China has banned online sales and advertising of vape products, a measure the country’s regulators say is needed to “protect minors” from the e-cigarette industry.
As in the United States and several other countries around the world, China is dealing with epidemic levels of youth vaping caused in part by companies directly marketing their products to adolescents and young adults.
In a Nov. 1 statement, China’s State Tobacco Monopoly Administration and State Administration for Market Regulation said online retailers and apps should stop selling vaping products. The Chinese government acknowledged that raising public awareness about the dangers of vaping and other efforts to keep vapes out of the hands of minors have paid off to an extent, but said more must be done.
According to the government statement, minors still know about and buy vaping products through Internet vendors.
“ … E-cigarette companies are blindly pursuing economic interests, and publicizing, promoting and selling e-cigarettes through the Internet poses a huge threat to the physical and mental health of minors,” the statement said.
China banned the sale of vaping products to minors last year but, as in the U.S., age restrictions haven’t done enough to stop the rising tide of youth vaping. The new ban on online sales and advertising will likely shrink China’s vaping industry – one of the largest in the world. More than 7.4 million Chinese consumers vape, and the country is not only the birthplace of the e-cigarette, it is the leading producer of vaping devices.
Chinese authorities are usually able to exercise more regulatory control over private enterprises, so a sweeping ban on internet sales and advertising could have a more immediate effect than the patchwork of local and state anti-vaping laws passed in the U.S.
RELX Technology, a Beijing-based company that claims to control 60% of China’s vaping market, said in a statement that it “resolutely supports the ban” on online sales and doesn’t serve minors, according to the Bloomberg. The company said it is ending all online advertising and selling of its products.
RELX finds itself in a predicament similar to that of San Francisco-based JUUL Labs in the U.S., which says it ceased targeting minors with its products and ads. Last month, JUUL stopped selling all of its flavored vapes in the U.S. with the exception of tobacco, mint and menthol.
The Trump administration has said it is taking steps to ban all but tobacco-flavored vapes nationwide, but the U.S. Food and Drug Administration (FDA) has yet to finalize those measures. The restrictions are intended to combat the epidemic of youth vaping, which researchers found continued to grow throughout 2019. The measures also come amid an outbreak of severe lung illnesses tied to vaping, which has sickened at least 1,888 people in every state but Alaska and caused the deaths of 34 people.
Faced with shrinking markets at home, both RELX and JUUL have started aggressively peddling their products overseas. But not all countries are welcoming them. Twenty-seven countries, including Australia, Brazil and India, have banned the sale and distribution of e-cigarettes.

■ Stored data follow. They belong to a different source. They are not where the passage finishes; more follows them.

//=========================================================================
// Scripted Simulation
//=========================================================================
//
// In-process stand-in for a compiled simulation module.
//
// Owns a byte vector as linear memory with a bump allocator that grows it
// page by page, runs simple deterministic kinematics, and raises its cues
// through the same relay the wasm backend uses.
//
// Memory map:
// ```text
//   0 .. 1024      static strings and baked glTF blobs
//   1024 ..        bump heap (scratch slot, instances, strings)
// ```
//
//=========================================================================

//=== External Dependencies ===============================================

use std::cell::Cell;
use std::collections::HashMap;
use std::rc::Rc;

//=== Internal Dependencies ===============================================

use super::exports::{names, GltfAsset, InputAxis, InputButton, LookAxis, SimulationExports};
use crate::core::events::{relay, EventChannel, HostCall};
use crate::core::transfer::{self, Isometry, StrRef, WasmPtr};
use crate::error::SimulationError;

//=== Constants ===========================================================

const PAGE_SIZE: usize = 65_536;
const MAX_PAGES: usize = 65_536;
const HEAP_START: u32 = 1024;
const INSTANCE_SIZE: u32 = 64;

const WALK_SPEED: f32 = 6.0;
const LOOK_RATE: f32 = 0.4;
const JUMP_SPEED: f32 = 5.0;
const GRAVITY: f32 = 9.81;
const EYE_HEIGHT: f32 = 1.6;
const CHECKPOINT_Z: f32 = -20.0;

const PROPS: [(&str, [f32; 3]); 3] = [
    ("Plat 1", [0.0, 0.0, -8.0]),
    ("Plat 2", [3.0, 1.0, -16.0]),
    ("Plat 3", [-3.0, 2.0, -24.0]),
];

const WHEEL_OFFSETS: [[f32; 3]; 4] = [
    [-0.8, 0.0, -1.3],
    [0.8, 0.0, -1.3],
    [-0.8, 0.0, 1.3],
    [0.8, 0.0, 1.3],
];

//=== Level ===============================================================

#[derive(Debug, Clone, Copy, PartialEq, Eq)]
enum Level {
    OnFoot,
    Vehicle,
}

//=== World ===============================================================

/// State of one simulation instance.
#[derive(Debug, Clone)]
struct World {
    initialized: bool,
    axes: [f32; 4],
    buttons: [bool; 3],
    sensitivity: [u32; 2],
    position: [f32; 3],
    vertical_speed: f32,
    yaw: f32,
    pitch: f32,
    elapsed: f64,
    checkpoint_reached: bool,
}

impl World {
    fn new() -> Self {
        Self {
            initialized: false,
            axes: [0.0; 4],
            buttons: [false; 3],
            sensitivity: [5, 5],
            position: [0.0; 3],
            vertical_speed: 0.0,
            yaw: 0.0,
            pitch: 0.0,
            elapsed: 0.0,
            checkpoint_reached: false,
        }
    }

    fn heading(&self) -> [f32; 4] {
        let (sin, cos) = (self.yaw * 0.5).sin_cos();
        [0.0, sin, 0.0, cos]
    }

    /// Yaw then pitch.
    fn view(&self) -> [f32; 4] {
        let (sy, cy) = (self.yaw * 0.5).sin_cos();
        let (sp, cp) = (self.pitch * 0.5).sin_cos();
        [cy * sp, sy * cp, -sy * sp, cy * cp]
    }

    fn offset(&self, by: [f32; 3]) -> [f32; 3] {
        [
            self.position[0] + by[0],
            self.position[1] + by[1],
            self.position[2] + by[2],
        ]
    }
}

/// Cue raised during a step, relayed once the world borrow ends.
enum Cue {
    Jump,
    Checkpoint,
}

//--- Static Strings ------------------------------------------------------

struct Strings {
    player: StrRef,
    jump: StrRef,
    checkpoint_tag: StrRef,
    checkpoint_message: StrRef,
    initialized: StrRef,
    scene_gltf: StrRef,
    player_gltf: StrRef,
}

//=== ScriptedSimulation ==================================================

pub(crate) struct ScriptedSimulation {
    level: Level,
    memory: Vec<u8>,
    heap: u32,
    strings: Strings,
    events: EventChannel,
    worlds: HashMap<WasmPtr, World>,
    desired_fps: u32,
    fail_next_create: bool,
    destroyed: Rc<Cell<u32>>,
}

impl ScriptedSimulation {
    /// First-person level: props plus player body.
    pub fn new() -> Self {
        Self::with_level(Level::OnFoot)
    }

    /// Driving level: car cabin plus four wheels, no player body.
    pub fn vehicle() -> Self {
        Self::with_level(Level::Vehicle)
    }

    fn with_level(level: Level) -> Self {
        let mut memory = vec![0u8; PAGE_SIZE];
        let mut cursor = 16;
        let mut intern = |bytes: &[u8]| {
            let string = transfer::write_string(&mut memory, cursor, bytes).expect("static data fits page");
            cursor += string.len;
            string
        };

        let strings = Strings {
            player: intern(b"PLAYER"),
            jump: intern(b"JUMP"),
            checkpoint_tag: intern(b"CHECKPOINT_REACHED"),
            checkpoint_message: intern(b"Checkpoint reached"),
            initialized: intern(b"Level initialized"),
            scene_gltf: intern(b"glTF\x02\x00\x00\x00scene"),
            player_gltf: intern(b"glTF\x02\x00\x00\x00player"),
        };

        Self {
            level,
            memory,
            heap: HEAP_START,
            strings,
            events: EventChannel::new(),
            worlds: HashMap::new(),
            desired_fps: 60,
            fail_next_create: false,
            destroyed: Rc::new(Cell::new(0)),
        }
    }

    pub fn with_desired_fps(mut self, fps: u32) -> Self {
        self.desired_fps = fps;
        self
    }

    //--- Test Controls ----------------------------------------------------

    /// Makes the next `create_sim` trap.
    pub fn fail_next_create(&mut self) {
        self.fail_next_create = true;
    }

    pub fn live_instances(&self) -> usize {
        self.worlds.len()
    }

    /// Shared count of instances destroyed, readable after the double is gone.
    pub fn destroyed_counter(&self) -> Rc<Cell<u32>> {
        Rc::clone(&self.destroyed)
    }

    pub fn pages(&self) -> usize {
        self.memory.len() / PAGE_SIZE
    }

    //--- Internal Helpers -------------------------------------------------

    fn alloc(&mut self, len: u32, export: &'static str) -> Result<WasmPtr, SimulationError> {
        let ptr = (self.heap + 7) & !7;
        let end = ptr as usize + len as usize;

        if end > self.memory.len() {
            let pages = end.div_ceil(PAGE_SIZE);
            if pages > MAX_PAGES {
                return Err(trap(export, "linear memory exhausted"));
            }
            self.memory.resize(pages * PAGE_SIZE, 0);
        }

        self.heap = end as u32;
        Ok(ptr)
    }

    fn world(&self, sim: WasmPtr, export: &'static str) -> Result<&World, SimulationError> {
        self.worlds
            .get(&sim)
            .ok_or_else(|| trap(export, "unknown simulation pointer"))
    }

    fn world_mut(&mut self, sim: WasmPtr, export: &'static str) -> Result<&mut World, SimulationError> {
        self.worlds
            .get_mut(&sim)
            .ok_or_else(|| trap(export, "unknown simulation pointer"))
    }

    fn raise(&mut self, export: &'static str, call: HostCall) -> Result<(), SimulationError> {
        relay(&mut self.events, &self.memory, call)
            .map(drop)
            .map_err(|err| SimulationError::Trap {
                export,
                source: err.into(),
            })
    }

    fn write_out(&mut self, out: WasmPtr, isometry: &Isometry) -> Result<(), SimulationError> {
        transfer::write_isometry(&mut self.memory, out, isometry)?;
        Ok(())
    }

    fn require_level(&self, level: Level, export: &'static str) -> Result<(), SimulationError> {
        if self.level == level {
            Ok(())
        } else {
            Err(SimulationError::Unsupported { export })
        }
    }
}

//=== SimulationExports ===================================================

impl SimulationExports for ScriptedSimulation {
    fn alloc_string(&mut self, len: u32) -> Result<WasmPtr, SimulationError> {
        self.alloc(len, names::ALLOC_STRING)
    }

    fn allocate_isometry(&mut self) -> Result<WasmPtr, SimulationError> {
        self.alloc(Isometry::BYTE_LEN as u32, names::ALLOCATE_ISOMETRY)
    }

    fn create_sim(&mut self) -> Result<WasmPtr, SimulationError> {
        if std::mem::take(&mut self.fail_next_create) {
            return Err(trap(names::CREATE_SIM, "allocation failed"));
        }
        let ptr = self.alloc(INSTANCE_SIZE, names::CREATE_SIM)?;
        self.worlds.insert(ptr, World::new());
        Ok(ptr)
    }

    fn destroy_sim(&mut self, sim: WasmPtr) -> Result<(), SimulationError> {
        self.worlds
            .remove(&sim)
            .ok_or_else(|| trap(names::DESTROY_SIM, "unknown simulation pointer"))?;
        self.destroyed.set(self.destroyed.get() + 1);
        Ok(())
    }

    fn initialize_sim(&mut self, sim: WasmPtr) -> Result<(), SimulationError> {
        let world = self.world_mut(sim, names::INITIALIZE_SIM)?;
        if world.initialized {
            return Err(trap(names::INITIALIZE_SIM, "already initialized"));
        }
        world.initialized = true;

        let message = self.strings.initialized;
        self.raise(
            names::INITIALIZE_SIM,
            HostCall::Log {
                level: log::Level::Info,
                message,
            },
        )
    }

    fn desired_fps(&mut self) -> Result<u32, SimulationError> {
        Ok(self.desired_fps)
    }

    fn step(&mut self, sim: WasmPtr, dt: f64) -> Result<(), SimulationError> {
        let world = self.world_mut(sim, names::STEP)?;
        let dt32 = dt as f32;
        let mut cues = Vec::new();

        world.elapsed += dt;

        //--- Look ---
        let [forward, right, up, turn] = world.axes;
        world.yaw -= turn * world.sensitivity[LookAxis::LeftRight.index()] as f32 * LOOK_RATE * dt32;
        world.pitch = (world.pitch + up * world.sensitivity[LookAxis::UpDown.index()] as f32 * LOOK_RATE * dt32)
            .clamp(-1.2, 1.2);

        //--- Walk (forward is -z) ---
        let (sin, cos) = world.yaw.sin_cos();
        world.position[0] += (right * cos + forward * sin) * WALK_SPEED * dt32;
        world.position[2] += (forward * cos - right * sin) * WALK_SPEED * dt32;

        //--- Jump & gravity ---
        let grounded = world.position[1] <= 0.0 && world.vertical_speed <= 0.0;
        if grounded && world.buttons[InputButton::Jump.index()] {
            world.vertical_speed = JUMP_SPEED;
            cues.push(Cue::Jump);
        }
        world.vertical_speed -= GRAVITY * dt32;
        world.position[1] += world.vertical_speed * dt32;
        if world.position[1] <= 0.0 {
            world.position[1] = 0.0;
            world.vertical_speed = 0.0;
        }

        //--- Level progress ---
        if !world.checkpoint_reached && world.position[2] <= CHECKPOINT_Z {
            world.checkpoint_reached = true;
            cues.push(Cue::Checkpoint);
        }

        for cue in cues {
            match cue {
                Cue::Jump => {
                    let (target, clip) = (self.strings.player, self.strings.jump);
                    self.raise(
                        names::STEP,
                        HostCall::PlayAudio {
                            target,
                            clip,
                            rate: 1.0,
                            volume: 1.0,
                        },
                    )?;
                    self.raise(
                        names::STEP,
                        HostCall::LoopAnimation {
                            target,
                            clip,
                            time_scale: 1.0,
                        },
                    )?;
                }
                Cue::Checkpoint => {
                    let kind = self.strings.checkpoint_tag;
                    let message = self.strings.checkpoint_message;
                    self.raise(names::STEP, HostCall::LevelEvent { kind })?;
                    self.raise(names::STEP, HostCall::Announce { message })?;
                }
            }
        }
        Ok(())
    }

    fn set_axis(&mut self, sim: WasmPtr, axis: InputAxis, value: f32) -> Result<(), SimulationError> {
        self.world_mut(sim, axis.export_name())?.axes[axis.index()] = value;
        Ok(())
    }

    fn set_button(&mut self, sim: WasmPtr, button: InputButton, pressed: bool) -> Result<(), SimulationError> {
        self.world_mut(sim, button.export_name())?.buttons[button.index()] = pressed;
        Ok(())
    }

    fn look_sensitivity(&mut self, sim: WasmPtr, axis: LookAxis) -> Result<u32, SimulationError> {
        Ok(self.world(sim, axis.getter_name())?.sensitivity[axis.index()])
    }

    fn set_look_sensitivity(&mut self, sim: WasmPtr, axis: LookAxis, value: u32) -> Result<(), SimulationError> {
        self.world_mut(sim, axis.setter_name())?.sensitivity[axis.index()] = value;
        Ok(())
    }

    fn gltf_bytes(&mut self, sim: WasmPtr, asset: GltfAsset) -> Result<(WasmPtr, u32), SimulationError> {
        self.world(sim, asset.ptr_export())?;
        let blob = match asset {
            GltfAsset::Scene => self.strings.scene_gltf,
            GltfAsset::Player => {
                self.require_level(Level::OnFoot, asset.ptr_export())?;
                self.strings.player_gltf
            }
        };
        Ok((blob.ptr, blob.len))
    }

    fn prop_isometry(&mut self, sim: WasmPtr, name: StrRef, out: WasmPtr) -> Result<(), SimulationError> {
        let name = transfer::read_string(&self.memory, name)?;
        let world = self.world(sim, names::PROP_ISOMETRY)?;

        let isometry = match PROPS.iter().find(|(prop, _)| *prop == name) {
            Some((_, [x, y, z])) => {
                let bob = (world.elapsed as f32).sin() * 0.5;
                Isometry::from_translation([*x, *y + bob, *z])
            }
            None => Isometry::IDENTITY,
        };
        self.write_out(out, &isometry)
    }

    fn camera_global_isometry(&mut self, sim: WasmPtr, out: WasmPtr) -> Result<(), SimulationError> {
        let world = self.world(sim, names::CAMERA_GLOBAL_ISOMETRY)?;
        let isometry = Isometry::new(world.view(), world.offset([0.0, EYE_HEIGHT, 0.0]));
        self.write_out(out, &isometry)
    }

    fn player_body_isometry(&mut self, sim: WasmPtr, out: WasmPtr) -> Result<(), SimulationError> {
        self.require_level(Level::OnFoot, names::PLAYER_BODY_ISOMETRY)?;
        let world = self.world(sim, names::PLAYER_BODY_ISOMETRY)?;
        let isometry = Isometry::new(world.heading(), world.position);
        self.write_out(out, &isometry)
    }

    fn car_cabin_isometry(&mut self, sim: WasmPtr, out: WasmPtr) -> Result<(), SimulationError> {
        self.require_level(Level::Vehicle, names::CAR_CABIN_ISOMETRY)?;
        let world = self.world(sim, names::CAR_CABIN_ISOMETRY)?;
        let isometry = Isometry::new(world.heading(), world.offset([0.0, 0.5, 0.0]));
        self.write_out(out, &isometry)
    }

    fn wheel_isometry(&mut self, sim: WasmPtr, index: u32, out: WasmPtr) -> Result<(), SimulationError> {
        self.require_level(Level::Vehicle, names::WHEEL_ISOMETRY)?;
        let world = self.world(sim, names::WHEEL_ISOMETRY)?;
        let offset = WHEEL_OFFSETS
            .get(index as usize)
            .ok_or_else(|| trap(names::WHEEL_ISOMETRY, "wheel index out of range"))?;
        let isometry = Isometry::new(world.heading(), world.offset(*offset));
        self.write_out(out, &isometry)
    }

    fn memory(&self) -> &[u8] {
        &self.memory
    }

    fn memory_mut(&mut self) -> &mut [u8] {
        &mut self.memory
    }

    fn events_mut(&mut self) -> &mut EventChannel {
        &mut self.events
    }
}

fn trap(export: &'static str, message: &str) -> SimulationError {
    SimulationError::Trap {
        export,
        source: anyhow::anyhow!("{}", message),
    }
}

Beasley Allen lawyers Joseph VanZandt and Sydney Everett, together with Mass Torts Section Head Andy Birchfield, are currently representing several individuals who are suing JUUL for the negative impact its products have had on their lives. On Oct. 7 they also filed lawsuits on behalf of school districts in three states, which seek to protect students and recover resources spent fighting the vaping epidemic.